Wesley Hayden Quotes in Montana 1948
A story that is now only mine to tell. I may not be the only witness left—there might still be someone in that small Montana town who remembers the events as well as I, but no one knew all three of these people better. And no one loved them more.
As long as my father was going to be a sheriff, a position with so much potential for excitement, danger, and bravery, why couldn’t some of that promise be fulfilled?
The sheriff of Mercer County was elected, but such was my grandfather’s popularity and influence—and the weight of the Hayden name—that it was enough for my grandfather to say…now I want my son to have this job…It would never have occurred to my father to refuse.
“Are you telling me this because I’m Frank’s brother? Because I’m your husband? Because I’m Marie’s employer?...or because I’m the sheriff?”
“That’s not the way it works. You know that. Sins—crimes—are not supposed to go unpunished.”
Even then I knew what the irony of the conversation was: the secretary lecturing the lawyer, the law enforcement officer, on justice.
He was building a case, and my father did this the same way he ran for reelection—by gathering in friends and favors.
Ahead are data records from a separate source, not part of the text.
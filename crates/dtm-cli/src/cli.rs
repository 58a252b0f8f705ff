//! CLI argument definitions for the data table editor.

use std::ffi::OsString;
use std::path::PathBuf;

use clap::builder::RangedU64ValueParser;
use clap::{Args, Parser, Subcommand, ValueEnum};
use clap_verbosity_flag::{Verbosity, WarnLevel};
use colorchoice_clap::Color;

/// Environment variable naming the snapshot file.
pub const STATE_ENV: &str = "DATATABLE_STATE";

/// Snapshot file used when neither `--state` nor the environment names one.
pub const DEFAULT_STATE_FILE: &str = "datatable-state.json";

#[derive(Parser)]
#[command(
    name = "datatable",
    version,
    about = "Tabular data editor - view, edit, and reshape a persisted table",
    long_about = "View, search, sort, and edit a table of records.\n\n\
                  Rows and columns persist between runs in a JSON snapshot.\n\
                  Tables can be imported from and exported to CSV."
)]
pub struct Cli {
    #[command(subcommand)]
    pub command: Command,

    /// Snapshot file holding the table (default: $DATATABLE_STATE, then ./datatable-state.json).
    #[arg(long = "state", value_name = "PATH", global = true)]
    pub state: Option<PathBuf>,

    /// Adjust log verbosity (-v for info, -vv for debug, -q for errors only).
    #[command(flatten)]
    pub verbosity: Verbosity<WarnLevel>,

    /// Control ANSI color output (auto, always, never).
    #[command(flatten)]
    pub color: Color,

    /// Explicit log level (overrides -v/-q flags).
    #[arg(long = "log-level", value_enum, global = true)]
    pub log_level: Option<LogLevelArg>,

    /// Log output format (pretty for human, json for machine parsing).
    #[arg(
        long = "log-format",
        value_enum,
        default_value = "pretty",
        global = true
    )]
    pub log_format: LogFormatArg,

    /// Write logs to a file instead of stderr.
    #[arg(long = "log-file", value_name = "PATH", global = true)]
    pub log_file: Option<PathBuf>,
}

#[derive(Subcommand)]
pub enum Command {
    /// Print one page of the table.
    Show(ShowArgs),

    /// Add a row.
    AddRow(AddRowArgs),

    /// Delete a row by id.
    DeleteRow {
        #[arg(value_name = "ID")]
        id: String,
    },

    /// Edit fields of a row and commit them.
    Edit(EditArgs),

    /// Manage columns.
    #[command(subcommand)]
    Columns(ColumnsCommand),

    /// Replace every row with the contents of a CSV file.
    Import {
        #[arg(value_name = "FILE")]
        file: PathBuf,
    },

    /// Write the visible columns of every row to a CSV file.
    Export {
        /// Output file (default: table-export-<millis>.csv).
        #[arg(long = "output", short = 'o', value_name = "FILE")]
        output: Option<PathBuf>,
    },
}

#[derive(Args)]
pub struct ShowArgs {
    /// Only show rows where some field contains this text (case-insensitive).
    #[arg(long = "search", value_name = "TEXT")]
    pub search: Option<String>,

    /// Sort by this column (id or label).
    #[arg(long = "sort", value_name = "COLUMN")]
    pub sort: Option<String>,

    /// Sort descending instead of ascending.
    #[arg(long = "desc", requires = "sort")]
    pub desc: bool,

    /// Page to show, starting at 1.
    #[arg(
        long = "page",
        value_name = "N",
        default_value_t = 1,
        value_parser = RangedU64ValueParser::<usize>::new().range(1..)
    )]
    pub page: usize,
}

#[derive(Args)]
pub struct AddRowArgs {
    #[arg(long = "name")]
    pub name: String,

    #[arg(long = "email")]
    pub email: String,

    #[arg(long = "age")]
    pub age: String,

    /// Role (Developer, Designer, Manager, Analyst, or any other text).
    #[arg(long = "role", default_value = dtm_core::DEFAULT_ROLE)]
    pub role: String,

    /// Value for a custom column, as COLUMN=VALUE. Repeatable.
    #[arg(long = "field", value_name = "COLUMN=VALUE")]
    pub fields: Vec<String>,
}

#[derive(Args)]
pub struct EditArgs {
    #[arg(value_name = "ID")]
    pub id: String,

    /// New value for a field, as COLUMN=VALUE. Repeatable.
    #[arg(long = "set", value_name = "COLUMN=VALUE", required = true)]
    pub set: Vec<String>,
}

#[derive(Subcommand)]
pub enum ColumnsCommand {
    /// List columns in display order.
    List,

    /// Add a custom column; its id is derived from the label.
    Add {
        #[arg(value_name = "LABEL")]
        label: String,
    },

    /// Delete a custom column and its values.
    Delete {
        #[arg(value_name = "ID")]
        id: String,
    },

    /// Show or hide a column.
    Toggle {
        #[arg(value_name = "ID")]
        id: String,
    },

    /// Change a column's label.
    Rename {
        #[arg(value_name = "ID")]
        id: String,
        #[arg(value_name = "LABEL")]
        label: String,
    },

    /// Move a column from one position to another (positions start at 1).
    Move {
        #[arg(value_name = "FROM")]
        from: usize,
        #[arg(value_name = "TO")]
        to: usize,
    },
}

/// CLI log level choices.
#[derive(Clone, Copy, ValueEnum)]
pub enum LogLevelArg {
    Error,
    Warn,
    Info,
    Debug,
    Trace,
}

/// CLI log format choices.
#[derive(Clone, Copy, ValueEnum)]
pub enum LogFormatArg {
    Pretty,
    Compact,
    Json,
}

/// Resolve the snapshot path: flag, then environment, then default.
pub fn resolve_state_path(flag: Option<PathBuf>, env: Option<OsString>) -> PathBuf {
    flag.or_else(|| env.filter(|value| !value.is_empty()).map(PathBuf::from))
        .unwrap_or_else(|| PathBuf::from(DEFAULT_STATE_FILE))
}

#[cfg(test)]
mod tests {
    use super::*;
    use clap::CommandFactory;

    #[test]
    fn test_cli_definition_is_valid() {
        Cli::command().debug_assert();
    }

    #[test]
    fn test_state_path_precedence() {
        assert_eq!(
            resolve_state_path(Some("a.json".into()), Some("b.json".into())),
            PathBuf::from("a.json")
        );
        assert_eq!(
            resolve_state_path(None, Some("b.json".into())),
            PathBuf::from("b.json")
        );
        assert_eq!(
            resolve_state_path(None, Some(OsString::new())),
            PathBuf::from(DEFAULT_STATE_FILE)
        );
        assert_eq!(resolve_state_path(None, None), PathBuf::from(DEFAULT_STATE_FILE));
    }

    #[test]
    fn test_parse_show() {
        let cli = Cli::try_parse_from(["datatable", "show", "--sort", "age", "--desc", "--page", "2"])
            .unwrap();
        let Command::Show(args) = cli.command else {
            panic!("expected show");
        };
        assert_eq!(args.sort.as_deref(), Some("age"));
        assert!(args.desc);
        assert_eq!(args.page, 2);
    }

    #[test]
    fn test_page_zero_rejected() {
        assert!(Cli::try_parse_from(["datatable", "show", "--page", "0"]).is_err());
    }
}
I suppose he was collecting evidence as well, but that part was never as obvious to me. What he seemed intent on doing—just as boys at play do, just as nations at war do—was getting people to be on his side.
I suddenly felt sorry for my father—not as he stood before me at that moment, but as a boy. What must it have been like to have a father capable of speaking to you like that?
“Screwing an Indian. Or feeling her up or whatever. You don’t lock up a man for that. You don’t lock up your brother. A respected man. A war hero.”
“He’s guilty as sin, Gail. He told me as much…Goddamn it! What could I have been thinking of? Maybe a jury will cut him loose. I won’t. By God, I won’t.”
I wondered again how it could have happened—how it could be that those two people who only wanted to do right, whose only error lay in trying to be loyal to both family and justice, were now dispossessed, the ones forced to leave Bentrock and build new lives.